[Start of section]
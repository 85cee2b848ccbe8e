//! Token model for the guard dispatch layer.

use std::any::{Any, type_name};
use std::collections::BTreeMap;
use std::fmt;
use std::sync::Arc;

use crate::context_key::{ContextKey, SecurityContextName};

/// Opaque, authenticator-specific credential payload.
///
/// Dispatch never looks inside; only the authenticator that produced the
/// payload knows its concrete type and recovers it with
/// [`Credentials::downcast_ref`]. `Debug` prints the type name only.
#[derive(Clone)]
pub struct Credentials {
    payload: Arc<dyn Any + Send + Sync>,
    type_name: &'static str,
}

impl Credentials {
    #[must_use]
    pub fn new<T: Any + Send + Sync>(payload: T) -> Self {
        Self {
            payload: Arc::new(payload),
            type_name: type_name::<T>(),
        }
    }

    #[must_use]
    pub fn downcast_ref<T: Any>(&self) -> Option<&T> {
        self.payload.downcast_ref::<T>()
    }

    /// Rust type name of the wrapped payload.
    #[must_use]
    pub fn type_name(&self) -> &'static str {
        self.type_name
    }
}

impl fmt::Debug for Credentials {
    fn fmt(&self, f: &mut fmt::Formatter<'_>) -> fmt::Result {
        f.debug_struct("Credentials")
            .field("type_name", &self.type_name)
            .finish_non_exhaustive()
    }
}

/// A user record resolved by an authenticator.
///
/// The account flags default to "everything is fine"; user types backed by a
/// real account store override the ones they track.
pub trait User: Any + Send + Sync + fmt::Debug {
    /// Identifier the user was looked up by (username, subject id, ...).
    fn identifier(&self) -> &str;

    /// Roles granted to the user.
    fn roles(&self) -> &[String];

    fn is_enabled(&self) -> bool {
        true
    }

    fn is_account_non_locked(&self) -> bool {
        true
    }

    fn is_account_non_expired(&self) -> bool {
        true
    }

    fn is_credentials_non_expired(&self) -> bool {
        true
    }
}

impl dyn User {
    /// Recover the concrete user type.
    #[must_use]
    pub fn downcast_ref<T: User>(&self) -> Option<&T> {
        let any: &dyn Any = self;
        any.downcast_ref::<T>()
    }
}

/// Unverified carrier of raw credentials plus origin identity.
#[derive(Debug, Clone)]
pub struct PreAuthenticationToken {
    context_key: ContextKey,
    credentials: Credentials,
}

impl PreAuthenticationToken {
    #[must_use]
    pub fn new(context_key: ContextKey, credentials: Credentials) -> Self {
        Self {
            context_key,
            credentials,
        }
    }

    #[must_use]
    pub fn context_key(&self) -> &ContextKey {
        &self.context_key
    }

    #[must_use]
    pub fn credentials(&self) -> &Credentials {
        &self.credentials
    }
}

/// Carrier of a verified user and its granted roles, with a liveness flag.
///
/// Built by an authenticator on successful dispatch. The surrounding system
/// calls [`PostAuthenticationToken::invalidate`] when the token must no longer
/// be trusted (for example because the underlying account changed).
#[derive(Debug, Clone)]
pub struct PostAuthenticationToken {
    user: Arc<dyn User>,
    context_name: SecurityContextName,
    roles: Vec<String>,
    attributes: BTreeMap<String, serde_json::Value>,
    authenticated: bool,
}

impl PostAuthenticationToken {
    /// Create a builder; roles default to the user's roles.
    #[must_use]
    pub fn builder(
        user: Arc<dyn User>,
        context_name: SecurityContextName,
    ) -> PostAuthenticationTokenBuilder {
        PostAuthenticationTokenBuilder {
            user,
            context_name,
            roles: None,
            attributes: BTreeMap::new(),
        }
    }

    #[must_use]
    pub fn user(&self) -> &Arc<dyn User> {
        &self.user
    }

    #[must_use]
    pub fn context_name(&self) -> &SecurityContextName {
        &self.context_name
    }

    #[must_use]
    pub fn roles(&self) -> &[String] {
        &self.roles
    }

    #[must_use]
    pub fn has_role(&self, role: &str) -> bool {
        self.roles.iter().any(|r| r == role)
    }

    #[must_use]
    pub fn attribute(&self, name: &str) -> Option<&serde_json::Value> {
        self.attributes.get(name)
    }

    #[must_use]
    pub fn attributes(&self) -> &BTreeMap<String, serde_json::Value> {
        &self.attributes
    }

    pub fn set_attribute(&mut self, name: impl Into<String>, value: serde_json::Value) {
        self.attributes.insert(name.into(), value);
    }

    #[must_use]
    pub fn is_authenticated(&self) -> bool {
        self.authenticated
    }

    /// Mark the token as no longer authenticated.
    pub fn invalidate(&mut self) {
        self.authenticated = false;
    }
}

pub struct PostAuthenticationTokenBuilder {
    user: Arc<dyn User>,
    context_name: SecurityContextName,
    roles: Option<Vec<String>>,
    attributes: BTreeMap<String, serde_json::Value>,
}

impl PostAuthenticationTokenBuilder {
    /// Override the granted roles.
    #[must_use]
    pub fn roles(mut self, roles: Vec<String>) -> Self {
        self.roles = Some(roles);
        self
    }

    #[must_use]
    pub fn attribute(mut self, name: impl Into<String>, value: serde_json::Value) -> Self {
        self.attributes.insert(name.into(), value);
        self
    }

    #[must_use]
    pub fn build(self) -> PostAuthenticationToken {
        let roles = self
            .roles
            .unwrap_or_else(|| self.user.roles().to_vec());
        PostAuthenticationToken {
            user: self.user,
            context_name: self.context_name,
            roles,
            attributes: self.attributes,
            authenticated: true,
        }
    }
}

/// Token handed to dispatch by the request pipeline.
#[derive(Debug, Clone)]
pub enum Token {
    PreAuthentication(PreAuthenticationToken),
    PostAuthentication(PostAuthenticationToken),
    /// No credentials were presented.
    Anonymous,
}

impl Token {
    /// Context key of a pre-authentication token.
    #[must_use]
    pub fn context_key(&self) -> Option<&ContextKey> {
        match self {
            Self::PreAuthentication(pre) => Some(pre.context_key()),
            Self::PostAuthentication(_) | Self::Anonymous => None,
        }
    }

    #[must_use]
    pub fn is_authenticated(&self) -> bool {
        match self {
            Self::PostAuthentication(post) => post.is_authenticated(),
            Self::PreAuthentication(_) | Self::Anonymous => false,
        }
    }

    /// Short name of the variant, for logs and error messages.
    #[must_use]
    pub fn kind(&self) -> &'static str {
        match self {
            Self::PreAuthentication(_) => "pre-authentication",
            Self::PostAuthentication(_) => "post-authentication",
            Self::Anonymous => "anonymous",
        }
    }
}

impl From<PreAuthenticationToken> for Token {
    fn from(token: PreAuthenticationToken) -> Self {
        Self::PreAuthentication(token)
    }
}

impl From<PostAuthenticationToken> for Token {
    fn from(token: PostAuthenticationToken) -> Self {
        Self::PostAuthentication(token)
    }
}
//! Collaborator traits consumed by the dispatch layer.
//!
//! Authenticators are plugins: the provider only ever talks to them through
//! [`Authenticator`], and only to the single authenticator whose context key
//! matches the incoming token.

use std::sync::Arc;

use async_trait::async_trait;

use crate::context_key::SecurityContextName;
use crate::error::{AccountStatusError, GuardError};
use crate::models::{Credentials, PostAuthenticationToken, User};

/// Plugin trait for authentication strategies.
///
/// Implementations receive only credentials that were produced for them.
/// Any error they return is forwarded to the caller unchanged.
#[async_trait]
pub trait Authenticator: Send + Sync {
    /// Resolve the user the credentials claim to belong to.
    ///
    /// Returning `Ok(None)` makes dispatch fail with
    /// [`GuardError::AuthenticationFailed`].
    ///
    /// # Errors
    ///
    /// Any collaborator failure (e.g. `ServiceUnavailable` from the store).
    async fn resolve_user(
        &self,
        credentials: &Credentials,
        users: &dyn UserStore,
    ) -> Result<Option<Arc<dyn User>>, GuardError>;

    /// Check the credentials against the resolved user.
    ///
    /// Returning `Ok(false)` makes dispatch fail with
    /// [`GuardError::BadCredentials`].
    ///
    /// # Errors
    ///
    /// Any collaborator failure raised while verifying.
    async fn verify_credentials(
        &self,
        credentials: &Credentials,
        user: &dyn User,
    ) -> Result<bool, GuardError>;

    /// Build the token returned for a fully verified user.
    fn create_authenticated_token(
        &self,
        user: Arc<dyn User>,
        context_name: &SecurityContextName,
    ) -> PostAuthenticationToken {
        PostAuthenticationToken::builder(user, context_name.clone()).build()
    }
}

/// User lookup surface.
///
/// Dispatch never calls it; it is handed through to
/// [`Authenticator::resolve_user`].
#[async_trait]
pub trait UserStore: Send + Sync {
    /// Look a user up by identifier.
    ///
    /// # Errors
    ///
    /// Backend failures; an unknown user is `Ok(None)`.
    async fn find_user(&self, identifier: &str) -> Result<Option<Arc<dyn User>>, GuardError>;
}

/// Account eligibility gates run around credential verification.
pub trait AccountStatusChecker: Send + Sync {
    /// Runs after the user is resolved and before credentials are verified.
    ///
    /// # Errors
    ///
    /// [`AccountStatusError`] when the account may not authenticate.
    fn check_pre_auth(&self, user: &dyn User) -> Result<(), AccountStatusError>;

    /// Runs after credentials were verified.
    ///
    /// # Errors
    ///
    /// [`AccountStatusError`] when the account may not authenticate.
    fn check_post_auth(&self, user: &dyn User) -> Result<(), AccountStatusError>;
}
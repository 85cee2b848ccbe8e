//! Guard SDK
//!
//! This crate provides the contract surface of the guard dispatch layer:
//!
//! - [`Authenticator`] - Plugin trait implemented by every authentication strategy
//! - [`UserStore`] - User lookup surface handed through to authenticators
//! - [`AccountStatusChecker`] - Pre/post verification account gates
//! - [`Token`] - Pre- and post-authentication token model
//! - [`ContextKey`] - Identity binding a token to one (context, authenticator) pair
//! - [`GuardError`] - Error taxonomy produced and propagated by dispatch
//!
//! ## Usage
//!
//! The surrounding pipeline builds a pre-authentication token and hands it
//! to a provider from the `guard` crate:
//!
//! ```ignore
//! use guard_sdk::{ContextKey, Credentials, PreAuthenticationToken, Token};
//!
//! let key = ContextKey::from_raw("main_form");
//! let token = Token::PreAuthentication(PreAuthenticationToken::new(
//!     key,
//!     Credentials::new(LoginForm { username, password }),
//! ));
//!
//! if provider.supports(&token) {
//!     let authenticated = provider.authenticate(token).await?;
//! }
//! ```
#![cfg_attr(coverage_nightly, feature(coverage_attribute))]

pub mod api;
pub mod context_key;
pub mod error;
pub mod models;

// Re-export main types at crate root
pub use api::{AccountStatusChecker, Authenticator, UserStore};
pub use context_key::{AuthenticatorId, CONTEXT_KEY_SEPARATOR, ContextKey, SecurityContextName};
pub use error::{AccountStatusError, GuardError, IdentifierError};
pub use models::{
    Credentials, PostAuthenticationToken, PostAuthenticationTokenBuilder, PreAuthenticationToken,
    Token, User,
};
[End of section]
*Requirement*: Scan the material for "SecurityContextName" and copy the lines that hold it.

*Exercise response*:
use crate::context_key::{ContextKey, SecurityContextName};
    context_name: SecurityContextName,
        context_name: SecurityContextName,
    pub fn context_name(&self) -> &SecurityContextName {
    context_name: SecurityContextName,
use crate::context_key::SecurityContextName;
        context_name: &SecurityContextName,
pub use context_key::{AuthenticatorId, CONTEXT_KEY_SEPARATOR, ContextKey, SecurityContextName};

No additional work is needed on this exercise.